[Collected data]

-----

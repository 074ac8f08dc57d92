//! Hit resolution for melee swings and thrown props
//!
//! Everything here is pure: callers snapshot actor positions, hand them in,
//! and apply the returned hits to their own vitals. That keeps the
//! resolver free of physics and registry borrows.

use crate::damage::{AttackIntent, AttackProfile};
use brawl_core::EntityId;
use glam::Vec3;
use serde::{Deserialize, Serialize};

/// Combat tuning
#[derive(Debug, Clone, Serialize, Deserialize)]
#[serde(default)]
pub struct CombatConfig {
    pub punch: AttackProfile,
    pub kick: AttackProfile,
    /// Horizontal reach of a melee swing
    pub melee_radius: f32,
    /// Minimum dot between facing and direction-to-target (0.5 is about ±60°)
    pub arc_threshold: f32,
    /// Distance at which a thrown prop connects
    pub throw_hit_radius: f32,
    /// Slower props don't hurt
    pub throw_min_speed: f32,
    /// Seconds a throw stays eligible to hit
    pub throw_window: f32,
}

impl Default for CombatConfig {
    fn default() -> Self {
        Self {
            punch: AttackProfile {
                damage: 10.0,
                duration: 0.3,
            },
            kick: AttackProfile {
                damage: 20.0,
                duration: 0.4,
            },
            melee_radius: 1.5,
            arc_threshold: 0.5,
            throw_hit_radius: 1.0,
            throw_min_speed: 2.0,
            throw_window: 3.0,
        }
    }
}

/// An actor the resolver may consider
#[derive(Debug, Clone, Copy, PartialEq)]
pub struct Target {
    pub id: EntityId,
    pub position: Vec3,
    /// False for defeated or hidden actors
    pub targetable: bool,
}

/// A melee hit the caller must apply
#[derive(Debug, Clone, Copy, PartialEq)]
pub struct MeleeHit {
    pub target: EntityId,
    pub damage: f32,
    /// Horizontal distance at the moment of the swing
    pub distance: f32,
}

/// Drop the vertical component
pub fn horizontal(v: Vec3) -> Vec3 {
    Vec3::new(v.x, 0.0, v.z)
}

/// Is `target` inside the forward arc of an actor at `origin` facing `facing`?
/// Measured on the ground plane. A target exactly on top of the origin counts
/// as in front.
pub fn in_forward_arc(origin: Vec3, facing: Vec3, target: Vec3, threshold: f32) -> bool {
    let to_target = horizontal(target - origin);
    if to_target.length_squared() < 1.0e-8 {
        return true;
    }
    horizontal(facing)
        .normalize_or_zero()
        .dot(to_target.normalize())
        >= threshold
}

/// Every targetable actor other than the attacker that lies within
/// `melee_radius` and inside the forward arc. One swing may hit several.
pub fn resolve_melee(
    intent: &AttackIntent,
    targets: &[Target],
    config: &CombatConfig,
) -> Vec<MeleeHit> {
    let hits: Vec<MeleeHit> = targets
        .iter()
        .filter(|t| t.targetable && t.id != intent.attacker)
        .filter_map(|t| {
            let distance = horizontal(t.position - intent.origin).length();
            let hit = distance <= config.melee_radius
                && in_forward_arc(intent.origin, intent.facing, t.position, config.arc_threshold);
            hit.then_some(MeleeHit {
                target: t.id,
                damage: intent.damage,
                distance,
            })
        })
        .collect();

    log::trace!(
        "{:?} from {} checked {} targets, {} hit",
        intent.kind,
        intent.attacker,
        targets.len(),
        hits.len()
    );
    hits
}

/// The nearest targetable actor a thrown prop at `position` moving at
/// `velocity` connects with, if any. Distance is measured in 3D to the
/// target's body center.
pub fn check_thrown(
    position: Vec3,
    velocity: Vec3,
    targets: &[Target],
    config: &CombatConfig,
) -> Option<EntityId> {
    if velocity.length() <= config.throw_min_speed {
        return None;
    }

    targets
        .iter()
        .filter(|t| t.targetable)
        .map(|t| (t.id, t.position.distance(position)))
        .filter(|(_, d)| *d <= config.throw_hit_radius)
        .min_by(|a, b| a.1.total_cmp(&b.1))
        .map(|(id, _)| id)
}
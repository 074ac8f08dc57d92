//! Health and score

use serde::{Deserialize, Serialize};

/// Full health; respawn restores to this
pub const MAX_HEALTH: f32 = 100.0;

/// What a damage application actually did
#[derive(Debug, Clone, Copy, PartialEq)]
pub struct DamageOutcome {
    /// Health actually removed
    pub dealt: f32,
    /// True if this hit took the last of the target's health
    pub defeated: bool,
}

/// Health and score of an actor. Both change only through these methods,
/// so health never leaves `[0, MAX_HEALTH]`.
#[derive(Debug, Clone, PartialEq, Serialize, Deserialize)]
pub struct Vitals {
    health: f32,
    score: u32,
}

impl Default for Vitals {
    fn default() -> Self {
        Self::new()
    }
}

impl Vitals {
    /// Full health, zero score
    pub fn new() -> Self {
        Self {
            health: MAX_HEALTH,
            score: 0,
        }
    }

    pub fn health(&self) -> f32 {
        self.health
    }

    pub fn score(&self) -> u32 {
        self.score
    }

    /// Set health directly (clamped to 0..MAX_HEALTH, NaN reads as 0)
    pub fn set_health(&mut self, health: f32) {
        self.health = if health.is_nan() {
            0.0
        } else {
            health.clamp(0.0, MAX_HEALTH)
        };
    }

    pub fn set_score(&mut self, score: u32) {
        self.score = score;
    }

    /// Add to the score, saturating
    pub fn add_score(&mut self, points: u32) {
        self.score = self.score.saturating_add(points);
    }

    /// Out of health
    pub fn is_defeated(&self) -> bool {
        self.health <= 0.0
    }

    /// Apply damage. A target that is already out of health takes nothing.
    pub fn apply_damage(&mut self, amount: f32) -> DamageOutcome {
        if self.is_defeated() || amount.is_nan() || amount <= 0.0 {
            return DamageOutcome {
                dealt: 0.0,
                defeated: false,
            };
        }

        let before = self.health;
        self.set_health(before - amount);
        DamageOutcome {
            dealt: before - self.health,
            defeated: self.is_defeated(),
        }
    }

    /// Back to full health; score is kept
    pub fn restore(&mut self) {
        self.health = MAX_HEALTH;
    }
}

-----

### TASK GOAL:
When the string "AttackIntent" appears in a line of the records above, that line is to be copied.

### WRITTEN RESPONSE:
use crate::damage::{AttackIntent, AttackProfile};
    intent: &AttackIntent,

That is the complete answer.